3. Bringing down the apartheid regime required a sensitive reading of the international milieu and the political environment in Africa but also in the North. The ANC solicited international support, which manifested itself in massive demonstrations in North American and European cities. The pressure on governments in the West lead to the economic blockade against South Africa, which was a catalyst in bringing down the Apartheid government.

The lessons for Palestinians on this front are numerous, mainly, that international advocacy and mobilization are crucial, due to the pervasiveness of Zionist institutions in the West and their impact on public opinion. International support does not refer to satisfying demands made by the US or European governments, but refers to the societies and the citizenry who pay a high monetary price (taxes) towards the survival of the Israeli state.

4. The secret negotiations conducted betweenMandela, while he was still in prison with the government, is the center of much of the criticism today. The lesson to be learned from this is that it is necessary for the leadership to obtain the consent of the majority in crucial decisions pertaining to the future of a society. A large number of the cadres, for example, did not agree on forming the Interim Government, or on economic policies. Today, the deterioration in the economic conditions show that the opinion of the opposition might have been correct and their economic platform more successful than the current program.

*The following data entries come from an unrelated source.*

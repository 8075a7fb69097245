pub mod index;
pub mod video_list;
pub mod video_upload;
//! In-process storage backend.
//!
//! Objects live in a map guarded by a mutex. Used by tests and for running the service
//! without any cloud account (`STORAGE_BACKEND=memory`).

use crate::keys::{object_url, validate_key};
use crate::traits::{ByteStream, PutObjectOutput, Storage, StorageError, StorageResult, StoredObject};
use crate::StorageBackend;
use async_trait::async_trait;
use bytes::{Bytes, BytesMut};
use chrono::{DateTime, Utc};
use futures::StreamExt;
use std::collections::{BTreeMap, HashMap};
use std::sync::atomic::{AtomicBool, Ordering};
use std::sync::{Mutex, MutexGuard};

const DEFAULT_BASE_URL: &str = "http://localhost/memory";

#[derive(Debug, Clone)]
struct MemoryObject {
    data: Bytes,
    content_type: String,
    last_modified: DateTime<Utc>,
}

type Containers = HashMap<String, BTreeMap<String, MemoryObject>>;

/// Memory storage implementation
pub struct MemoryStorage {
    containers: Mutex<Containers>,
    base_url: String,
    fail_writes: AtomicBool,
    fail_creates: AtomicBool,
    fail_lists: AtomicBool,
}

impl MemoryStorage {
    pub fn new() -> Self {
        Self::with_base_url(DEFAULT_BASE_URL)
    }

    pub fn with_base_url(base_url: impl Into<String>) -> Self {
        Self {
            containers: Mutex::new(HashMap::new()),
            base_url: base_url.into(),
            fail_writes: AtomicBool::new(false),
            fail_creates: AtomicBool::new(false),
            fail_lists: AtomicBool::new(false),
        }
    }

    /// Make every subsequent `put_object` fail with `WriteFailed`.
    pub fn set_fail_writes(&self, fail: bool) {
        self.fail_writes.store(fail, Ordering::SeqCst);
    }

    /// Make `create_container` fail with `BackendError`, even for existing containers.
    pub fn set_fail_creates(&self, fail: bool) {
        self.fail_creates.store(fail, Ordering::SeqCst);
    }

    /// Make `list_objects` fail with `ListFailed`.
    pub fn set_fail_lists(&self, fail: bool) {
        self.fail_lists.store(fail, Ordering::SeqCst);
    }

    /// Stored bytes for an object (for test assertions)
    pub fn get_object(&self, container: &str, key: &str) -> Option<Bytes> {
        self.lock()
            .ok()?
            .get(container)?
            .get(key)
            .map(|o| o.data.clone())
    }

    /// Number of objects in a container, 0 if it does not exist
    pub fn object_count(&self, container: &str) -> usize {
        self.lock()
            .ok()
            .and_then(|c| c.get(container).map(|objects| objects.len()))
            .unwrap_or(0)
    }

    fn lock(&self) -> StorageResult<MutexGuard<'_, Containers>> {
        self.containers
            .lock()
            .map_err(|_| StorageError::BackendError("memory storage lock poisoned".to_string()))
    }
}

impl Default for MemoryStorage {
    fn default() -> Self {
        Self::new()
    }
}

#[async_trait]
impl Storage for MemoryStorage {
    async fn create_container(&self, container: &str) -> StorageResult<()> {
        if self.fail_creates.load(Ordering::SeqCst) {
            return Err(StorageError::BackendError(format!(
                "simulated create failure for {}",
                container
            )));
        }
        let mut containers = self.lock()?;
        if containers.contains_key(container) {
            return Err(StorageError::ContainerAlreadyExists(container.to_string()));
        }
        containers.insert(container.to_string(), BTreeMap::new());
        Ok(())
    }

    async fn container_exists(&self, container: &str) -> StorageResult<bool> {
        Ok(self.lock()?.contains_key(container))
    }

    async fn put_object(
        &self,
        container: &str,
        key: &str,
        mut data: ByteStream<'_>,
        content_type: &str,
    ) -> StorageResult<PutObjectOutput> {
        validate_key(key)?;

        let mut buffer = BytesMut::new();
        while let Some(chunk) = data.next().await {
            buffer.extend_from_slice(&chunk?);
        }

        if self.fail_writes.load(Ordering::SeqCst) {
            return Err(StorageError::WriteFailed(format!(
                "simulated write failure for {}",
                key
            )));
        }

        let size = buffer.len() as u64;
        let mut containers = self.lock()?;
        let objects = containers
            .get_mut(container)
            .ok_or_else(|| StorageError::WriteFailed(format!("container not found: {}", container)))?;
        objects.insert(
            key.to_string(),
            MemoryObject {
                data: buffer.freeze(),
                content_type: content_type.to_string(),
                last_modified: Utc::now(),
            },
        );

        tracing::debug!(container = %container, key = %key, size_bytes = size, "Memory storage upload successful");

        Ok(PutObjectOutput {
            url: object_url(&self.base_url, container, key),
            size,
        })
    }

    async fn list_objects(&self, container: &str) -> StorageResult<Vec<StoredObject>> {
        if self.fail_lists.load(Ordering::SeqCst) {
            return Err(StorageError::ListFailed(format!(
                "simulated list failure for {}",
                container
            )));
        }
        let containers = self.lock()?;
        let objects = containers
            .get(container)
            .ok_or_else(|| StorageError::ContainerNotFound(container.to_string()))?;

        Ok(objects
            .iter()
            .map(|(key, object)| StoredObject {
                key: key.clone(),
                size: object.data.len() as u64,
                content_type: object.content_type.clone(),
                last_modified: Some(object.last_modified),
                url: object_url(&self.base_url, container, key),
            })
            .collect())
    }

    fn backend_type(&self) -> StorageBackend {
        StorageBackend::Memory
    }
}
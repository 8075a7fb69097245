use tracing_subscriber::{
    fmt::format::Format, layer::SubscriberExt, util::SubscriberInitExt, EnvFilter,
};

const DEFAULT_FILTER: &str = "vidvault=debug,vidvault_api=debug,vidvault_storage=debug,tower_http=debug";

/// Initialize tracing.
///
/// Compact console output in development; one JSON object per line in production so
/// the platform log collector can index fields. A subscriber that is already installed
/// (tests building several apps) is left in place.
pub fn init_telemetry(is_production: bool) -> Result<(), Box<dyn std::error::Error>> {
    let filter = EnvFilter::try_from_default_env().unwrap_or_else(|_| DEFAULT_FILTER.into());

    let result = if is_production {
        tracing_subscriber::registry()
            .with(filter)
            .with(
                tracing_subscriber::fmt::layer()
                    .json()
                    .with_current_span(true)
                    .with_span_list(false),
            )
            .try_init()
    } else {
        let console_fmt = tracing_subscriber::fmt::layer().event_format(
            Format::default()
                .compact()
                .with_target(false)
                .without_time(),
        );
        tracing_subscriber::registry()
            .with(filter)
            .with(console_fmt)
            .try_init()
    };

    match result {
        Ok(()) => {
            tracing::info!(json = is_production, "Tracing initialized");
            Ok(())
        }
        Err(e) if tracing::dispatcher::has_been_set() => {
            tracing::debug!(error = %e, "Tracing subscriber already installed");
            Ok(())
        }
        Err(e) => Err(e.into()),
    }
}
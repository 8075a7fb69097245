//! Response models shared between the storage gateway and the HTTP layer

mod video;

pub use video::{FileOutcome, UploadFailure, UploadedVideo, VideoListItem};
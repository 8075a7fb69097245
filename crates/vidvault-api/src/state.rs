//! Application state shared by every handler.

use vidvault_core::Config;
use vidvault_storage::StorageGateway;

/// Immutable configuration plus the storage gateway, wrapped in `Arc` by the router.
#[derive(Clone)]
pub struct AppState {
    pub config: Config,
    pub storage: StorageGateway,
}

impl AppState {
    pub fn new(config: Config, storage: StorageGateway) -> Self {
        Self { config, storage }
    }

    pub fn container_name(&self) -> &str {
        self.config.container_name()
    }

    /// Upload limit in whole megabytes, as shown to clients.
    pub fn max_upload_size_mb(&self) -> usize {
        self.config.max_upload_size_bytes() / 1024 / 1024
    }
}
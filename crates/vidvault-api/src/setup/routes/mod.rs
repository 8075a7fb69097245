//! Route configuration and setup.
//!
//! The health check lives in [health](health); everything else is in `crate::handlers`.

pub(crate) mod health;

use crate::error::HttpAppError;
use crate::handlers;
use crate::middleware::{
    payload_limit::PayloadLimit,
    payload_too_large_middleware, request_id_middleware,
    security_headers::{security_headers_middleware, SecurityHeadersConfig},
};
use crate::state::AppState;
use axum::{
    extract::DefaultBodyLimit,
    http::{HeaderValue, Method, Uri},
    routing::{get, post},
    Json, Router,
};
use std::sync::Arc;
use std::time::Duration;
use tower::limit::ConcurrencyLimitLayer;
use tower_http::cors::{Any, CorsLayer};
use tower_http::limit::RequestBodyLimitLayer;
use tower_http::timeout::TimeoutLayer;
use tower_http::trace::TraceLayer;
use utoipa::OpenApi;
use vidvault_core::{AppError, Config};

/// Setup all application routes
pub fn setup_routes(state: Arc<AppState>) -> Result<Router<()>, anyhow::Error> {
    let config = &state.config;
    let cors = setup_cors(config)?;

    let security_headers_config = Arc::new(SecurityHeadersConfig::new(config.is_production()));
    let payload_limit = PayloadLimit {
        max_mb: state.max_upload_size_mb(),
    };

    let http_concurrency_limit = config.http_concurrency_limit();
    let request_timeout_secs = config.request_timeout_secs();
    tracing::info!(
        http_concurrency_limit,
        request_timeout_secs,
        max_upload_size_bytes = config.max_upload_size_bytes(),
        "HTTP limits enabled"
    );

    let app = Router::new()
        .route("/", get(handlers::index::index))
        .route("/static/app.js", get(handlers::index::app_js))
        .route("/static/styles.css", get(handlers::index::styles_css))
        .route("/api/health", get(health::health_check))
        .route("/api/upload", post(handlers::video_upload::upload_videos))
        .route("/api/videos", get(handlers::video_list::list_videos))
        .route(
            "/api/openapi.json",
            get(|| async { Json(crate::api_doc::ApiDoc::openapi()) }),
        )
        .merge(utoipa_rapidoc::RapiDoc::new("/api/openapi.json").path("/docs"))
        .fallback(not_found)
        .layer(RequestBodyLimitLayer::new(config.max_upload_size_bytes()))
        .layer(DefaultBodyLimit::disable())
        .layer(axum::middleware::from_fn_with_state(
            payload_limit,
            payload_too_large_middleware,
        ))
        .layer(TimeoutLayer::new(Duration::from_secs(request_timeout_secs)))
        .layer(ConcurrencyLimitLayer::new(http_concurrency_limit))
        .layer(cors)
        .layer(TraceLayer::new_for_http())
        .layer(axum::middleware::from_fn(request_id_middleware))
        .layer(axum::middleware::from_fn_with_state(
            security_headers_config,
            security_headers_middleware,
        ))
        .with_state(state);

    Ok(app)
}

fn setup_cors(config: &Config) -> Result<CorsLayer, anyhow::Error> {
    let methods = [Method::GET, Method::POST, Method::OPTIONS];
    let cors = if config.cors_origins().iter().any(|o| o == "*") {
        CorsLayer::new()
            .allow_origin(Any)
            .allow_methods(methods)
            .allow_headers(Any)
    } else {
        let origins = config
            .cors_origins()
            .iter()
            .map(|o| {
                o.parse::<HeaderValue>()
                    .map_err(|e| anyhow::anyhow!("Invalid CORS origin '{}': {}", o, e))
            })
            .collect::<Result<Vec<_>, _>>()?;
        CorsLayer::new()
            .allow_origin(origins)
            .allow_methods(methods)
            .allow_headers(Any)
    };
    Ok(cors)
}

async fn not_found(uri: Uri) -> HttpAppError {
    AppError::NotFound(format!("No route for {}", uri.path())).into()
}
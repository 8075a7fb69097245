//! Shared key generation for storage backends.
//!
//! Key format: `{uuid-v4}.{extension}`. The client filename only contributes its
//! lower-cased extension, so keys never carry path components.

use crate::{StorageError, StorageResult};
use uuid::Uuid;
use vidvault_core::validation::extension;

/// Generate a unique storage key for an uploaded file.
///
/// The random part is a v4 UUID (122 random bits), so two uploads never share a key
/// even when the client filenames are identical.
pub fn generate_key(filename: &str) -> String {
    let id = Uuid::new_v4();
    match extension(filename).filter(|ext| is_safe_extension(ext)) {
        Some(ext) => format!("{}.{}", id, ext),
        None => id.to_string(),
    }
}

fn is_safe_extension(ext: &str) -> bool {
    !ext.is_empty() && ext.chars().all(|c| c.is_ascii_alphanumeric())
}

/// Reject keys that could escape a container when mapped onto a filesystem.
pub fn validate_key(key: &str) -> StorageResult<()> {
    if key.is_empty()
        || key.contains("..")
        || key.starts_with('/')
        || key.contains('\\')
        || key.contains('\0')
    {
        return Err(StorageError::InvalidKey(format!(
            "Storage key contains invalid characters: {}",
            key
        )));
    }
    Ok(())
}

/// Public URL of an object: `{base}/{container}/{url-encoded key}`.
pub fn object_url(base_url: &str, container: &str, key: &str) -> String {
    format!(
        "{}/{}/{}",
        base_url.trim_end_matches('/'),
        container,
        urlencoding::encode(key)
    )
}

Last but not least, I learned that repression cannot hinder the will of a people to fight and aspire to regain their dignity and freedom. As so many people told me in South Africa, there were times when the racist government seemed like an impenetrable bastion of oppression. The Apartheid government was powerful and supported by many states, such as Israel, with which it had close economic and military links. However, after a long and tortuous march, Mandela and South Africa walked out to freedom. For Palestinians, we need to re-read our history and evaluate our  actics and strategies.

There is a great deal to be learned from the South African struggle, its past and present. The Palestinian determination to be free and regain their legitimate rights is beyond question. Today, we need to channel the will and struggle within a larger strategy. We need a leadership with commitment and a vision that is encompassing of the smaller and larger geo-political map. Most of all, there is a need for democratic public forums and structures that allow the majority of Palestinians in their various  places of exile and within Palestine/Israel to participate in debating the current situation and in collectively seeking solutions for the future.

Author's Comments: I am deeply indebted to Marcia Scheepers, her family and friends, particularly Fuzzy Hendricks, for their hospitality, kindness and their willingness to share with me their memories and experiences of their struggle against Apartheid. I am also very grateful to Professors Saliem Patel and Leon Pretorius, both lecturers at the School of Government at the University of Western Cape for their insight and the time they spent in sharing with me their knowledge of the political history and situation in South Africa.

I am also indebted to Awatief Daniels and the Immigrant Women's Organization in Cape Town. In addition, I am grateful to all those with whom I spoke and who helped me in learning about South Africa. My visit was kindly facilitated by Lisa Thompson, the post-graduate and publications co-ordinator in the School of Government, and a Ph.D. in international relations from UWC and Naison Ngoma, to whom I am very grateful. The visit gave me the opportunity not only to acquire a better understanding of South Africa, but maybe more significantly about Palestine, by acquiring a wider perspective of struggles in various historical, political and geographical contexts.